//! A signal whose own timeout elapses is reported `TimedOut`, not `Failed`
//! or `Cancelled`, with a measured duration at least as long as its
//! deadline, and an unrelated sibling is unaffected.

use std::sync::Arc;
use std::time::Duration;

use ignition_core::{CancellationToken, Coordinator, IgnitionOptions, Policy, Services, SignalStatus};
use ignition_test_utils::{ControllableSignal, result_of, status_of};

#[tokio::test]
async fn per_signal_timeout_elapses_into_timed_out() {
    let options = IgnitionOptions {
        policy: Policy::BestEffort,
        global_timeout: Some(Duration::from_secs(10)),
        ..IgnitionOptions::default()
    };
    let coordinator = Coordinator::new(options, Services::new());

    coordinator.add_signal(Arc::new(
        ControllableSignal::succeeding("slow-dependency", Duration::from_millis(500))
            .with_timeout(Duration::from_millis(100)),
    ));
    coordinator.add_signal(Arc::new(ControllableSignal::succeeding("unrelated", Duration::from_millis(30))));

    let result = coordinator.wait_all(CancellationToken::new()).await;
    // Policy is BestEffort, so a TimedOut signal alongside a Succeeded one
    // does not raise an error out of wait_all.
    let snapshot = result.unwrap();

    assert_eq!(status_of(&snapshot, "slow-dependency"), SignalStatus::TimedOut);
    assert_eq!(status_of(&snapshot, "unrelated"), SignalStatus::Succeeded);

    let timed_out = result_of(&snapshot, "slow-dependency");
    assert!(timed_out.duration >= Duration::from_millis(100));
    assert!(
        timed_out.error.is_some(),
        "error must be non-null whenever status is Failed or TimedOut"
    );
}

* * *

A verbatim copy of the listing is needed.

*Task output:*
//! A signal whose own timeout elapses is reported `TimedOut`, not `Failed`
//! or `Cancelled`, with a measured duration at least as long as its
//! deadline, and an unrelated sibling is unaffected.

use std::sync::Arc;
use std::time::Duration;

use ignition_core::{CancellationToken, Coordinator, IgnitionOptions, Policy, Services, SignalStatus};
use ignition_test_utils::{ControllableSignal, result_of, status_of};

#[tokio::test]
async fn per_signal_timeout_elapses_into_timed_out() {
    let options = IgnitionOptions {
        policy: Policy::BestEffort,
        global_timeout: Some(Duration::from_secs(10)),
        ..IgnitionOptions::default()
    };
    let coordinator = Coordinator::new(options, Services::new());

    coordinator.add_signal(Arc::new(
        ControllableSignal::succeeding("slow-dependency", Duration::from_millis(500))
            .with_timeout(Duration::from_millis(100)),
    ));
    coordinator.add_signal(Arc::new(ControllableSignal::succeeding("unrelated", Duration::from_millis(30))));

    let result = coordinator.wait_all(CancellationToken::new()).await;
    // Policy is BestEffort, so a TimedOut signal alongside a Succeeded one
    // does not raise an error out of wait_all.
    let snapshot = result.unwrap();

    assert_eq!(status_of(&snapshot, "slow-dependency"), SignalStatus::TimedOut);
    assert_eq!(status_of(&snapshot, "unrelated"), SignalStatus::Succeeded);

    let timed_out = result_of(&snapshot, "slow-dependency");
    assert!(timed_out.duration >= Duration::from_millis(100));
    assert!(
        timed_out.error.is_some(),
        "error must be non-null whenever status is Failed or TimedOut"
    );
}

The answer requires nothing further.